Marion Grace Woolley is the author of three previous novels and a collection of short stories. In 2009, she was shortlisted for the Luke Bitmead Bursary for New Writers. She balances her creative impulses with a career in International Development; she has worked and travelled across Africa, Australia, Armenia, and a few other places beginning with 'A'. She is an associate member of the Society of Authors, and is currently at work on her fifth novel.

And so, to the questions:


What 3 things (not including paper, computer, pens) would you like to facilitate a good day’s writing?

1) Isolation. I find it incredibly difficult to write when there’s anyone else in the house. I need to be free to wander around in my PJs, talking to myself in funny voices, or simply to sit there and let my mind wander without anyone interrupting.

2) Internet Connection. I fully accept that this is a double-edged sword. If you have internet, you also have social media, and I think we can all agree that’s usually the death knell to a good day’s writing. On the other hand, you also have Wikipedia, YouTube tutorials, Google’s ‘define’ function, Etymology Online and a half-hundred other fabulous websites that lend rich authenticity to your work.

3) Movies, books and music – I know, that’s three things, so let’s just call it ‘Art’. Sometimes the magic just doesn’t flow. Often, it’s to do with emotion. To write emotion convincingly, it helps to feel it. It’s hard to write about love when you’ve just spent half-an-hour on hold to customer (dis)services, or to reduce your readers to tears when your head is still down the pub with your best mate the night before, making fart jokes and eating Monstermunch.

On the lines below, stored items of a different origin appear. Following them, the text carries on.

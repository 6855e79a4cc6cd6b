//! Content hashing and integrity verification for the object index.
//!
//! Provides domain-separated BLAKE3 hashing keyed by object kind, and the
//! [`IntegrityCheck`] contract the registry uses to validate fetched content
//! before materializing an object.
//!
//! All crypto operations wrap established libraries; there is no custom cryptography.

pub mod hasher;
pub mod integrity;

pub use hasher::ContentHasher;
pub use integrity::{DigestVerifier, IntegrityCheck};
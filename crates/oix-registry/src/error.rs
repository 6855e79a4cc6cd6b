//! Error types for the registry crate.

use oix_store::StoreError;
use oix_types::{ObjectId, ObjectKind};

/// Failures while resolving or parsing an object's content.
#[derive(Debug, thiserror::Error)]
pub enum ParseFailure {
    /// Fetched content does not hash to the expected ID.
    #[error("hash mismatch {0}")]
    HashMismatch(ObjectId),

    /// The declared type code is not one of the known kinds.
    #[error("object {id} has unknown type id {type_code}")]
    UnknownKind { id: ObjectId, type_code: u8 },

    /// The object is already known under a different concrete kind.
    #[error("object {id} is a {existing}, not a {requested}")]
    KindMismatch {
        id: ObjectId,
        existing: ObjectKind,
        requested: ObjectKind,
    },

    /// The content could not be decoded as the declared kind.
    #[error("corrupt {kind} {id}: {reason}")]
    Corrupt {
        id: ObjectId,
        kind: ObjectKind,
        reason: String,
    },

    /// The content store failed (including unknown hashes).
    #[error("store error: {0}")]
    Store(#[from] StoreError),
}

/// Convenience alias for parse results.
pub type ParseResult<T> = Result<T, ParseFailure>;

/// Errors from registry construction and registration.
#[derive(Debug, thiserror::Error)]
pub enum RegistryError {
    /// An object with this ID already exists.
    #[error("object already registered: {0}")]
    AlreadyRegistered(ObjectId),

    /// The payload does not belong to the requested kind.
    #[error("payload does not match kind {kind} for {id}")]
    PayloadMismatch { id: ObjectId, kind: ObjectKind },

    /// A configuration value is out of range.
    #[error("invalid configuration: {0}")]
    InvalidConfig(String),

    /// The configuration could not be parsed.
    #[error("config parse error: {0}")]
    Config(#[from] toml::de::Error),
}

/// Convenience alias for registry results.
pub type RegistryResult<T> = Result<T, RegistryError>;
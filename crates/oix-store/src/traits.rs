use oix_types::ObjectId;

use crate::error::{StoreError, StoreResult};
use crate::object::StoredObject;

/// Content-addressed object store consumed by the registry.
///
/// All implementations must satisfy these invariants:
/// - Objects are immutable once written. The same data and type code
///   always produce the same ID.
/// - The store never interprets object contents.
/// - Integrity checking is left to the caller: a store may hand back
///   content that does not hash to the requested ID.
pub trait ObjectStore {
    /// Read an object by its content-addressed ID.
    ///
    /// Returns `Ok(None)` if the object does not exist.
    fn read(&self, id: &ObjectId) -> StoreResult<Option<StoredObject>>;

    /// Write an object and return its content-addressed ID.
    ///
    /// If the object already exists, this is a no-op (idempotent).
    fn write(&self, object: &StoredObject) -> StoreResult<ObjectId>;

    /// Fetch an object that must exist.
    ///
    /// Fails with [`StoreError::NotFound`] when the hash is unknown.
    fn fetch(&self, id: &ObjectId) -> StoreResult<StoredObject> {
        self.read(id)?.ok_or(StoreError::NotFound(*id))
    }
}
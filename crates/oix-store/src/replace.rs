use std::collections::HashMap;

use oix_types::ObjectId;

/// Hash substitution table.
///
/// Maps an object ID to the ID whose content should be served in its place.
/// Chains are followed to their end. A cyclic chain stops after as many
/// steps as there are redirects, or as soon as it returns to the start.
#[derive(Clone, Debug, Default)]
pub struct ReplaceMap {
    redirects: HashMap<ObjectId, ObjectId>,
}

impl ReplaceMap {
    /// Create an empty map.
    pub fn new() -> Self {
        Self::default()
    }

    /// Serve `replacement` whenever `original` is requested.
    pub fn insert(&mut self, original: ObjectId, replacement: ObjectId) {
        self.redirects.insert(original, replacement);
    }

    /// Drop a redirect. Returns the previous target, if any.
    pub fn remove(&mut self, original: &ObjectId) -> Option<ObjectId> {
        self.redirects.remove(original)
    }

    /// Number of redirects.
    pub fn len(&self) -> usize {
        self.redirects.len()
    }

    /// Returns `true` if no redirects are registered.
    pub fn is_empty(&self) -> bool {
        self.redirects.is_empty()
    }

    /// The ID whose content stands in for `id` (`id` itself when not redirected).
    pub fn resolve(&self, id: &ObjectId) -> ObjectId {
        let mut current = *id;
        // A chain can be at most as long as the map.
        for _ in 0..self.redirects.len() {
            match self.redirects.get(&current) {
                Some(next) if next != id => current = *next,
                _ => break,
            }
        }
        current
    }
}

#[cfg(test)]
mod tests {
    use super::*;

    fn id(n: u8) -> ObjectId {
        ObjectId::from_hash([n; 32])
    }

    #[test]
    fn unmapped_ids_resolve_to_themselves() {
        let map = ReplaceMap::new();
        assert_eq!(map.resolve(&id(1)), id(1));
        assert!(map.is_empty());
    }

    #[test]
    fn follows_chains() {
        let mut map = ReplaceMap::new();
        map.insert(id(1), id(2));
        map.insert(id(2), id(3));
        assert_eq!(map.resolve(&id(1)), id(3));
        assert_eq!(map.resolve(&id(2)), id(3));
        assert_eq!(map.len(), 2);
    }

    #[test]
    fn cycles_terminate() {
        let mut map = ReplaceMap::new();
        map.insert(id(1), id(2));
        map.insert(id(2), id(1));
        assert_eq!(map.resolve(&id(1)), id(2));
    }

    #[test]
    fn remove_restores_identity() {
        let mut map = ReplaceMap::new();
        map.insert(id(1), id(2));
        assert_eq!(map.remove(&id(1)), Some(id(2)));
        assert_eq!(map.resolve(&id(1)), id(1));
    }
}
use std::collections::HashMap;
use std::sync::RwLock;

use oix_types::ObjectId;
use tracing::debug;

use crate::error::{StoreError, StoreResult};
use crate::object::StoredObject;
use crate::traits::ObjectStore;

/// In-memory, HashMap-based object store.
///
/// Intended for tests and embedding. Objects are cloned on read/write.
pub struct InMemoryObjectStore {
    objects: RwLock<HashMap<ObjectId, StoredObject>>,
}

impl InMemoryObjectStore {
    /// Create a new empty in-memory store.
    pub fn new() -> Self {
        Self {
            objects: RwLock::new(HashMap::new()),
        }
    }

    /// Number of objects currently stored.
    pub fn len(&self) -> usize {
        self.objects.read().expect("lock poisoned").len()
    }

    /// Returns `true` if the store is empty.
    pub fn is_empty(&self) -> bool {
        self.objects.read().expect("lock poisoned").is_empty()
    }

    /// Store `object` under `id` without computing its hash.
    ///
    /// Lets callers model stores that serve content which does not match
    /// the requested ID (corruption, substitution).
    pub fn insert_unchecked(&self, id: ObjectId, object: StoredObject) {
        self.objects
            .write()
            .expect("lock poisoned")
            .insert(id, object);
    }
}

impl Default for InMemoryObjectStore {
    fn default() -> Self {
        Self::new()
    }
}

impl ObjectStore for InMemoryObjectStore {
    fn read(&self, id: &ObjectId) -> StoreResult<Option<StoredObject>> {
        let map = self.objects.read().expect("lock poisoned");
        Ok(map.get(id).cloned())
    }

    fn write(&self, object: &StoredObject) -> StoreResult<ObjectId> {
        let id = object.compute_id();
        if id.is_null() {
            return Err(StoreError::NullObjectId);
        }
        let mut map = self.objects.write().expect("lock poisoned");
        map.entry(id).or_insert_with(|| {
            debug!(id = %id.short_hex(), kind = object.kind_name(), size = object.size, "stored object");
            object.clone()
        });
        Ok(id)
    }
}

impl std::fmt::Debug for InMemoryObjectStore {
    fn fmt(&self, f: &mut std::fmt::Formatter<'_>) -> std::fmt::Result {
        f.debug_struct("InMemoryObjectStore")
            .field("object_count", &self.len())
            .finish()
    }
}
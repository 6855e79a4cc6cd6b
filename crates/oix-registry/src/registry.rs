//! The object registry: one identity per hash, lazy kind resolution, and
//! dispatch of fetched content to kind-specific parsers.

use oix_crypto::IntegrityCheck;
use oix_store::{ObjectStore, ReplaceMap};
use oix_types::{ObjectId, ObjectKind};
use tracing::{debug, error, warn};

use crate::config::RegistryConfig;
use crate::error::{ParseFailure, ParseResult, RegistryError, RegistryResult};
use crate::object::{Object, ObjectHandle, Payload};
use crate::table::{HashTable, TableStats};

/// What became of a content buffer handed to a parser.
#[derive(Debug, PartialEq, Eq)]
pub enum BufferDisposition {
    /// The object kept the buffer as its backing storage.
    Consumed,
    /// The parser only validated the buffer and hands it back.
    NotConsumed(Vec<u8>),
}

impl BufferDisposition {
    /// Returns `true` if the object took ownership of the buffer.
    pub fn is_consumed(&self) -> bool {
        matches!(self, Self::Consumed)
    }
}

/// Arena of objects indexed by content hash.
///
/// Objects are created on first reference and live as long as the registry.
/// The hash table is allocated on the first insertion.
pub struct ObjectRegistry {
    objects: Vec<Object>,
    table: HashTable,
    replacements: ReplaceMap,
}

impl std::fmt::Debug for ObjectRegistry {
    fn fmt(&self, f: &mut std::fmt::Formatter<'_>) -> std::fmt::Result {
        f.debug_struct("ObjectRegistry")
            .field("objects", &self.objects.len())
            .field("table", &self.table.stats())
            .field("replacements", &self.replacements.len())
            .finish()
    }
}

impl Default for ObjectRegistry {
    fn default() -> Self {
        Self::new()
    }
}

impl ObjectRegistry {
    /// Create an empty registry with the default configuration.
    pub fn new() -> Self {
        Self::build(&RegistryConfig::default())
    }

    /// Create an empty registry after validating `config`.
    pub fn with_config(config: &RegistryConfig) -> RegistryResult<Self> {
        config.validate()?;
        Ok(Self::build(config))
    }

    fn build(config: &RegistryConfig) -> Self {
        Self {
            objects: Vec::new(),
            table: HashTable::new(config.probe_count),
            replacements: ReplaceMap::new(),
        }
    }

    /// Number of registered objects.
    pub fn len(&self) -> usize {
        self.objects.len()
    }

    /// Returns `true` if nothing has been registered.
    pub fn is_empty(&self) -> bool {
        self.objects.is_empty()
    }

    /// The object behind `handle`.
    ///
    /// # Panics
    ///
    /// Panics if `handle` was issued by a different registry and is out of range.
    pub fn get(&self, handle: ObjectHandle) -> &Object {
        &self.objects[handle.index()]
    }

    /// Mutable access for graph walks (`used`, `flags`).
    pub fn get_mut(&mut self, handle: ObjectHandle) -> &mut Object {
        &mut self.objects[handle.index()]
    }

    /// All objects in registration order.
    pub fn iter(&self) -> impl Iterator<Item = (ObjectHandle, &Object)> + '_ {
        self.objects
            .iter()
            .enumerate()
            .map(|(i, obj)| (ObjectHandle::new(i), obj))
    }

    /// The underlying hash table.
    pub fn table(&self) -> &HashTable {
        &self.table
    }

    /// Table counters.
    pub fn stats(&self) -> TableStats {
        self.table.stats()
    }

    /// Clear `mask` from every object's flags.
    pub fn clear_flags(&mut self, mask: u32) {
        for obj in &mut self.objects {
            obj.flags &= !mask;
        }
    }

    /// Hash substitutions applied by [`resolve_from_store`](Self::resolve_from_store).
    pub fn replacements(&self) -> &ReplaceMap {
        &self.replacements
    }

    /// Replace the hash substitution table.
    pub fn set_replacements(&mut self, replacements: ReplaceMap) {
        self.replacements = replacements;
    }

    // ---------------------------------------------------------------
    // Lookup and registration
    // ---------------------------------------------------------------

    /// Find the object registered for `id`.
    pub fn lookup(&self, id: &ObjectId) -> Option<ObjectHandle> {
        self.table.lookup(id, self.objects.as_slice())
    }

    /// The object for `id`, registering a placeholder if there is none.
    pub fn lookup_or_create_placeholder(&mut self, id: ObjectId) -> ObjectHandle {
        match self.lookup(&id) {
            Some(handle) => handle,
            None => {
                debug!(id = %id.short_hex(), "registered placeholder");
                self.insert(Object::placeholder(id))
            }
        }
    }

    /// The object for `id` as an object of `kind`.
    ///
    /// Creates the object with that kind if it is missing and resolves a
    /// placeholder to `kind`. Fails if the object already has another kind.
    pub fn lookup_typed(&mut self, id: ObjectId, kind: ObjectKind) -> ParseResult<ObjectHandle> {
        let Some(handle) = self.lookup(&id) else {
            return Ok(self.insert(Object::new(id, kind)));
        };
        let obj = &mut self.objects[handle.index()];
        if obj.is_placeholder() {
            obj.resolve_kind(kind);
        } else if kind.is_concrete() && obj.kind() != kind {
            return Err(ParseFailure::KindMismatch {
                id,
                existing: obj.kind(),
                requested: kind,
            });
        }
        Ok(handle)
    }

    /// Register a new object with a known kind and, optionally, content.
    ///
    /// A non-empty `payload` marks the object parsed. Registering a hash that
    /// is already present fails instead of creating a second identity.
    pub fn register_new(
        &mut self,
        id: ObjectId,
        kind: ObjectKind,
        payload: Payload,
    ) -> RegistryResult<ObjectHandle> {
        if self.lookup(&id).is_some() {
            return Err(RegistryError::AlreadyRegistered(id));
        }
        if !payload.is_empty() && payload.kind() != kind {
            return Err(RegistryError::PayloadMismatch { id, kind });
        }
        let mut obj = Object::new(id, kind);
        if !payload.is_empty() {
            obj.materialize(payload);
        }
        Ok(self.insert(obj))
    }

    fn insert(&mut self, obj: Object) -> ObjectHandle {
        let handle = ObjectHandle::new(self.objects.len());
        self.objects.push(obj);
        self.table.insert_or_grow(handle, self.objects.as_slice());
        handle
    }

    // ---------------------------------------------------------------
    // Content
    // ---------------------------------------------------------------

    /// Materialize `handle` from `buffer`, declared as `type_code`.
    ///
    /// On success a placeholder takes the declared kind. Commits and trees
    /// may keep the buffer; otherwise it is handed back. Unknown codes and
    /// kind mismatches leave the object untouched.
    pub fn dispatch_parse(
        &mut self,
        handle: ObjectHandle,
        type_code: u8,
        buffer: Vec<u8>,
    ) -> ParseResult<BufferDisposition> {
        let id = *self.get(handle).id();
        let declared =
            ObjectKind::from_code(type_code).ok_or_else(|| unknown_kind(id, type_code))?;
        let current = self.get(handle).kind();
        if current.is_concrete() && current != declared {
            return Err(ParseFailure::KindMismatch {
                id,
                existing: current,
                requested: declared,
            });
        }

        if !declared.is_concrete() {
            return Err(unknown_kind(id, type_code));
        }

        // Typed before parsing so content that names the object itself sees
        // the declared kind.
        let obj = &mut self.objects[handle.index()];
        let was_placeholder = obj.is_placeholder();
        obj.resolve_kind(declared);

        let result = match declared {
            ObjectKind::Commit => self.parse_commit(handle, buffer),
            ObjectKind::Tree => self.parse_tree(handle, buffer),
            ObjectKind::Blob => Ok(self.parse_blob(handle, buffer)),
            ObjectKind::Tag => self.parse_tag(handle, buffer),
            ObjectKind::None => Err(unknown_kind(id, type_code)),
        };
        if result.is_err() && was_placeholder {
            self.objects[handle.index()].revert_to_placeholder();
        }
        result
    }

    /// Materialize the object for `id` from `buffer`, registering it first
    /// if needed. Unknown type codes are rejected before anything is registered.
    pub fn parse_buffer(
        &mut self,
        id: ObjectId,
        type_code: u8,
        buffer: Vec<u8>,
    ) -> ParseResult<(ObjectHandle, BufferDisposition)> {
        if !ObjectKind::from_code(type_code).is_some_and(ObjectKind::is_concrete) {
            return Err(unknown_kind(id, type_code));
        }
        let handle = self.lookup_or_create_placeholder(id);
        let disposition = self.dispatch_parse(handle, type_code, buffer)?;
        Ok((handle, disposition))
    }

    /// Fetch, verify, and materialize the object for `id`.
    ///
    /// The fetch and the integrity check use the replacement target of `id`;
    /// the resulting object is still registered under `id`. Content that
    /// fails verification is dropped and nothing is registered.
    pub fn resolve_from_store(
        &mut self,
        id: &ObjectId,
        store: &dyn ObjectStore,
        verifier: &dyn IntegrityCheck,
    ) -> ParseResult<ObjectHandle> {
        if let Some(handle) = self.lookup(id) {
            if self.get(handle).is_parsed() {
                return Ok(handle);
            }
        }

        let target = self.replacements.resolve(id);
        let stored = store.fetch(&target)?;
        if !verifier.verify(&target, &stored.data, stored.kind_name()) {
            error!(id = %target, kind = stored.kind_name(), "hash mismatch");
            return Err(ParseFailure::HashMismatch(target));
        }

        // A buffer the parser hands back is released here.
        let (handle, _disposition) = self.parse_buffer(*id, stored.type_code, stored.data)?;
        Ok(handle)
    }
}

fn unknown_kind(id: ObjectId, type_code: u8) -> ParseFailure {
    warn!(id = %id, type_code, "object has unknown type id");
    ParseFailure::UnknownKind { id, type_code }
}
//! Level-routed logger
//!
//! One route per enabled level: a band predicate selecting exactly that level,
//! feeding a rotating file sink plus, for DEBUG and ERROR, a console mirror.
//! Every emit flushes the matching route's sinks before returning.

use crate::appenders::{Appender, ConsoleAppender, RotatingFileAppender};
use crate::core::config::RouterConfig;
use crate::core::encoder::Encoder;
use crate::core::entry::LogEntry;
use crate::core::error::Result;
use crate::core::level::{LevelBand, LevelMask, LogLevel};
use parking_lot::Mutex;
use std::fmt;
use std::sync::Arc;

/// One write path: a severity band bound to its sinks
struct Route {
    band: LevelBand,
    appenders: Mutex<Vec<Box<dyn Appender>>>,
}

pub struct Logger {
    mask: LevelMask,
    routes: Vec<Route>,
}

impl Logger {
    /// Build a logger from an explicit configuration
    ///
    /// Constructs the shared encoder and one route per level in the mask. An
    /// empty mask yields a logger with no routes; every emit is then a no-op.
    ///
    /// # Errors
    ///
    /// Returns an error if the logs directory or a per-level file cannot be
    /// created or opened.
    pub fn from_config(config: &RouterConfig) -> Result<Self> {
        let encoder = Encoder::new()
            .with_timestamp_format(config.timestamp_format.clone())
            .shared();

        let mut routes = Vec::new();
        for level in config.mask.iter() {
            routes.push(Self::build_route(config, level, &encoder)?);
        }

        Ok(Self {
            mask: config.mask,
            routes,
        })
    }

    fn build_route(config: &RouterConfig, level: LogLevel, encoder: &Arc<Encoder>) -> Result<Route> {
        let file = RotatingFileAppender::new(
            config.dir.join(level.file_name()),
            config.rotation.clone(),
            Arc::clone(encoder),
        )?;

        let mut appenders: Vec<Box<dyn Appender>> = vec![Box::new(file)];

        // DEBUG mirrors to stdout, ERROR to stderr. INFO and WARN are file-only.
        match level {
            LogLevel::Debug => appenders.push(Box::new(
                ConsoleAppender::stdout(Arc::clone(encoder)).with_colors(config.console_colors),
            )),
            LogLevel::Error => appenders.push(Box::new(
                ConsoleAppender::stderr(Arc::clone(encoder)).with_colors(config.console_colors),
            )),
            LogLevel::Info | LogLevel::Warn => {}
        }

        Ok(Route {
            band: LevelBand::for_level(level),
            appenders: Mutex::new(appenders),
        })
    }

    /// Active level mask this logger was built with
    #[must_use]
    pub fn mask(&self) -> LevelMask {
        self.mask
    }

    /// Dispatch an entry to every route whose band contains its level, then
    /// flush those routes' sinks
    ///
    /// Bands are disjoint, so at most one route matches. Sink and flush
    /// failures never reach the caller; they are reported to stderr and the
    /// entry is lost.
    pub fn log(&self, entry: LogEntry) {
        for route in &self.routes {
            if !route.band.contains(entry.level) {
                continue;
            }

            let mut appenders = route.appenders.lock();
            for appender in appenders.iter_mut() {
                if let Err(e) = appender.append(&entry) {
                    eprintln!("[LOGGER ERROR] Appender '{}' failed: {}", appender.name(), e);
                }
            }
            // Durability over throughput: each entry is flushed before the
            // emit call returns
            for appender in appenders.iter_mut() {
                if let Err(e) = appender.flush() {
                    eprintln!(
                        "[LOGGER ERROR] Appender '{}' flush failed: {}",
                        appender.name(),
                        e
                    );
                }
            }
        }
    }

    #[track_caller]
    fn emit(&self, level: LogLevel, message: impl fmt::Display) {
        if !self.mask.contains(level) {
            return;
        }
        self.log(LogEntry::from_caller(level, message.to_string()));
    }

    #[track_caller]
    pub fn debug(&self, message: impl fmt::Display) {
        self.emit(LogLevel::Debug, message);
    }

    #[track_caller]
    pub fn info(&self, message: impl fmt::Display) {
        self.emit(LogLevel::Info, message);
    }

    #[track_caller]
    pub fn warn(&self, message: impl fmt::Display) {
        self.emit(LogLevel::Warn, message);
    }

    #[track_caller]
    pub fn err(&self, message: impl fmt::Display) {
        self.emit(LogLevel::Error, message);
    }

    /// Appender names per route, keyed by the route's band level
    #[cfg(test)]
    fn route_appender_names(&self) -> Vec<(LogLevel, Vec<String>)> {
        self.routes
            .iter()
            .map(|route| {
                let names = route
                    .appenders
                    .lock()
                    .iter()
                    .map(|appender| appender.name().to_string())
                    .collect();
                (route.band.low, names)
            })
            .collect()
    }

    /// Flush every sink on every route
    pub fn flush(&self) -> Result<()> {
        for route in &self.routes {
            let mut appenders = route.appenders.lock();
            for appender in appenders.iter_mut() {
                appender.flush()?;
            }
        }
        Ok(())
    }
}

#[cfg(test)]
mod tests {
    use super::*;
    use std::fs;
    use std::path::Path;
    use tempfile::tempdir;

    fn config_for(dir: &Path, mask: LevelMask) -> RouterConfig {
        RouterConfig::new().with_dir(dir).with_mask(mask)
    }

    fn read_or_empty(path: &Path) -> String {
        fs::read_to_string(path).unwrap_or_default()
    }

    #[test]
    fn test_routes_created_per_masked_level() {
        let dir = tempdir().unwrap();
        let logger =
            Logger::from_config(&config_for(dir.path(), LevelMask::default())).unwrap();

        assert!(dir.path().join("info.log").exists());
        assert!(dir.path().join("error.log").exists());
        assert!(!dir.path().join("debug.log").exists());
        assert!(!dir.path().join("warn.log").exists());
        assert_eq!(logger.mask().bits(), 10);
    }

    #[test]
    fn test_console_mirrors_wired_per_level() {
        let dir = tempdir().unwrap();
        let logger = Logger::from_config(&config_for(dir.path(), LevelMask::ALL)).unwrap();

        let routes = logger.route_appender_names();
        assert_eq!(routes.len(), 4);
        for (level, names) in routes {
            match level {
                LogLevel::Debug => assert_eq!(names, ["rotating_file", "console_stdout"]),
                LogLevel::Info | LogLevel::Warn => assert_eq!(names, ["rotating_file"]),
                LogLevel::Error => assert_eq!(names, ["rotating_file", "console_stderr"]),
            }
        }
    }

    #[test]
    fn test_emit_routes_to_exact_level_file() {
        let dir = tempdir().unwrap();
        let logger = Logger::from_config(&config_for(dir.path(), LevelMask::ALL)).unwrap();

        logger.info("an info line");
        logger.warn("a warn line");

        let info = read_or_empty(&dir.path().join("info.log"));
        let warn = read_or_empty(&dir.path().join("warn.log"));
        let error = read_or_empty(&dir.path().join("error.log"));

        assert!(info.contains("an info line"));
        assert!(!info.contains("a warn line"));
        assert!(warn.contains("a warn line"));
        assert!(error.is_empty());
    }

    #[test]
    fn test_disabled_level_is_dropped() {
        let dir = tempdir().unwrap();
        let logger =
            Logger::from_config(&config_for(dir.path(), LevelMask::INFO)).unwrap();

        logger.err("should vanish");
        logger.debug("also gone");
        logger.info("kept");

        assert!(!dir.path().join("error.log").exists());
        assert!(!dir.path().join("debug.log").exists());
        assert!(read_or_empty(&dir.path().join("info.log")).contains("kept"));
    }

    #[test]
    fn test_error_band_does_not_capture_warn() {
        let dir = tempdir().unwrap();
        let logger =
            Logger::from_config(&config_for(dir.path(), LevelMask::ERROR)).unwrap();

        logger.warn("warn with only error enabled");
        logger.err("real error");

        let error = read_or_empty(&dir.path().join("error.log"));
        assert!(!error.contains("warn with only error enabled"));
        assert!(error.contains("real error"));
        assert!(!dir.path().join("warn.log").exists());
    }

    #[test]
    fn test_empty_mask_is_silent_noop() {
        let dir = tempdir().unwrap();
        let logger =
            Logger::from_config(&config_for(dir.path(), LevelMask::EMPTY)).unwrap();

        logger.debug("x");
        logger.info("x");
        logger.warn("x");
        logger.err("x");

        let entries = fs::read_dir(dir.path()).unwrap().count();
        assert_eq!(entries, 0);
    }

    #[test]
    fn test_emit_is_durable_without_explicit_flush() {
        let dir = tempdir().unwrap();
        let logger =
            Logger::from_config(&config_for(dir.path(), LevelMask::INFO)).unwrap();

        logger.info("persisted immediately");

        // No flush() call here: the emit itself must have flushed
        assert!(read_or_empty(&dir.path().join("info.log")).contains("persisted immediately"));
    }

    #[test]
    fn test_caller_attribution_points_at_call_site() {
        let dir = tempdir().unwrap();
        let logger =
            Logger::from_config(&config_for(dir.path(), LevelMask::WARN)).unwrap();

        logger.warn("attributed");

        let warn = read_or_empty(&dir.path().join("warn.log"));
        assert!(warn.contains("logger.rs:"), "got: {}", warn);
    }

    #[test]
    fn test_concurrent_emits() {
        let dir = tempdir().unwrap();
        let logger = Arc::new(
            Logger::from_config(&config_for(dir.path(), LevelMask::INFO)).unwrap(),
        );

        let handles: Vec<_> = (0..4)
            .map(|t| {
                let logger = Arc::clone(&logger);
                std::thread::spawn(move || {
                    for i in 0..25 {
                        logger.info(format!("thread {} line {}", t, i));
                    }
                })
            })
            .collect();
        for handle in handles {
            handle.join().unwrap();
        }

        let info = read_or_empty(&dir.path().join("info.log"));
        assert_eq!(info.lines().count(), 100);
    }
}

When you’re not in the mood, you need to get in the mood. Sometimes all it takes is a song, or a scene from a good film.

Is writing your main source of income, I read lots of articles saying writers make no
money, and my readers asked this question a lot! Can you survive on book writing alone?
if not, what else do you do?

I read a recent article saying one in ten writers make a full-time living from it. Considering how many writers there are on social media, I actually thought that was pretty good odds.

No, writing isn’t my main source of income. I’m an international development consultant.

Earlier in the year I also took over the country directorship for a human rights organisation in Rwanda, which is my second home. I first came here in 2007 as a volunteer sign language researcher with VSO, to develop Rwanda’s first dictionary of sign language.

I’ve been very lucky. I’ve had the opportunity to travel quite a bit. It’s a slightly crazy life, but always eventful. I doubt many people can say they spent Christmas in Sierra Leone for a rest.

Even so, I work to buy the time to write. I’m just lucky that the type of work I do affords plenty of material.

What are your favourite biscuits?

Without hesitation: Bakers Romany Creams.

Chunky, chocolatey, coconutty goodness.

Where do you do most of your writing?

At the moment, on the couch. There’s an arse-shaped imprint when I go to get coffee.


Do you use social media (facebook, twitter, instagram etc) to engage with your audience, do you think it helps sales and do you find it fun or a chore?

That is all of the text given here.